Com a remessa das informações processuais, Procuradoria-Geral da República poderá investigá-lo e processá-lo por lavagem de dinheiro e corrupção passiva

O Ministério Público da Suíça enviou ao Brasil, nesta quarta-feira, 30 de setembro, os autos da investigação contra o presidente da Câmara dos Deputados, Eduardo Cunha, por suspeita de lavagem de dinheiro e corrupção passiva. A transferência da investigação criminal foi feita por meio da autoridade central dos dois países (Ministério da Justiça) e o procurador-geral da República, Rodrigo Janot, aceitou a transferência feita pelo MP suíço.

As informações do MP da Suíça relatam contas bancárias em nome de Cunha e familiares. As investigações lá iniciaram em abril deste ano e houve bloqueio de valores.

Os autos serão recebidos pelo Departamento de Recuperação de Ativos e Cooperação Jurídica Internacional (DRCI) e posteriormente serão remetidos à PGR.

Por ser brasileiro nato, Eduardo Cunha não pode ser extraditado para a Suíça. O instituto da transferência de processo é um procedimento de cooperação internacional, em que se assegura a continuidade da investigação ou processo ao se verificar a jurisdição mais adequada para a persecução penal.

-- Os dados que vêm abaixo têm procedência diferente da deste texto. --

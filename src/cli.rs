use clap::Parser;
use std::path::PathBuf;

const LONG_ABOUT: &str = "Vixen Dio Pro Synthesis Flow

This tool runs the complete OpenROAD synthesis flow for
the Vixen Dio Pro processor targeting 130nm process technology.";

#[derive(Parser, Debug)]
#[command(
    name = "vixen-flow",
    version,
    about = "Vixen Dio Pro Synthesis Flow",
    long_about = LONG_ABOUT
)]
pub struct Cli {
    #[arg(long, help = "Output machine-readable JSON")]
    pub json: bool,
    #[arg(
        long,
        value_name = "DIR",
        help = "Project root holding config/, scripts/, results/, reports/ and logs/ (default: current directory)"
    )]
    pub project_root: Option<PathBuf>,
    /// Extra arguments are accepted for compatibility and ignored; the full flow always runs.
    #[arg(hide = true, trailing_var_arg = true, allow_hyphen_values = true)]
    pub rest: Vec<String>,
}

impl Cli {
    /// Absolute project root; the tool runs from it, so relative paths would not survive.
    pub fn project_root(&self) -> anyhow::Result<PathBuf> {
        let cwd = std::env::current_dir()?;
        match &self.project_root {
            Some(p) if p.is_absolute() => Ok(p.clone()),
            Some(p) => Ok(cwd.join(p)),
            None => Ok(cwd),
        }
    }
}
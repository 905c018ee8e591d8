use crate::cli::Cli;
use crate::domain::models::{FlowReport, ProjectLayout};
use crate::services::orchestrator::FlowOrchestrator;
use crate::services::output::print_json;
use crate::services::settings::load_settings;

/// Runs prerequisites, then the synthesis run. Returns whether the flow succeeded.
pub fn handle_flow(cli: &Cli) -> anyhow::Result<bool> {
    if !cli.rest.is_empty() {
        tracing::debug!(ignored = ?cli.rest, "ignoring extra arguments");
    }
    let root = cli.project_root()?;
    let settings = load_settings(&ProjectLayout::new(&root).settings_file())?;
    let flow = FlowOrchestrator::new(&root, settings)?.quiet(cli.json);
    tracing::debug!(root = %flow.layout().root.display(), "project layout ready");

    let prerequisites = flow.check_prerequisites();
    if !prerequisites.ok {
        let report = FlowReport {
            prerequisites,
            run: None,
            summary: None,
        };
        if cli.json {
            print_json(false, &report)?;
        }
        return Ok(false);
    }

    let mut run = flow.run_synthesis();
    let summary = run.summary.take();
    let report = FlowReport {
        prerequisites,
        run: Some(run),
        summary,
    };
    let ok = report.ok();
    if cli.json {
        print_json(ok, &report)?;
    }
    Ok(ok)
}
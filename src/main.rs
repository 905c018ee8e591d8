use clap::Parser;
use std::process::ExitCode;
use tracing_subscriber::{layer::SubscriberExt, util::SubscriberInitExt};

mod cli;
mod commands;
mod domain;
mod services;

use cli::Cli;

const LOG_ENV: &str = "VIXEN_FLOW_LOG";

fn init_tracing() {
    tracing_subscriber::registry()
        .with(
            tracing_subscriber::EnvFilter::try_from_env(LOG_ENV)
                .unwrap_or_else(|_| "warn".into()),
        )
        .with(tracing_subscriber::fmt::layer().with_writer(std::io::stderr))
        .init();
}

fn main() -> anyhow::Result<ExitCode> {
    let cli = Cli::parse();
    init_tracing();

    if commands::handle_flow(&cli)? {
        Ok(ExitCode::SUCCESS)
    } else {
        Ok(ExitCode::FAILURE)
    }
}
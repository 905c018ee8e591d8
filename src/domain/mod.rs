//! Shared data model layer (structs/constants only).
//!
//! ## Files
//! - `models.rs` — run results, summary and report structs.
//! - `constants.rs` — fixed file names, tool names and processor specification.
//!
//! ## Rule of thumb
//! Domain types should be data-only: no filesystem or subprocess side effects.
//!
//! ## Compatibility note
//! Changes in these structs affect the `--json` output.

pub mod constants;
pub mod models;
//! Command handler layer.
//!
//! This module owns CLI-oriented orchestration and output wiring.
//!
//! ## Files
//! - `flow.rs` — the single synthesis flow the binary runs.
//!
//! ## Principles
//! - Parse/match CLI inputs here.
//! - Delegate business logic to `services/*`.
//! - Keep behavior and output schema stable.

pub mod flow;

pub use flow::handle_flow;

Com a transferência do processo, o estado suíço renuncia a sua jurisdição para a causa, que passa a ser do Brasil e de competência do Supremo Tribunal Federal, em virtude da prerrogativa de foro do presidente da Câmara. Este é o primeiro processo a ser transferido para o STF a pedido da Procuradoria-Geral da República e o segundo da Operação Lava Jato. A primeira transferência de investigação foi a de Nestor Cerveró para Curitiba.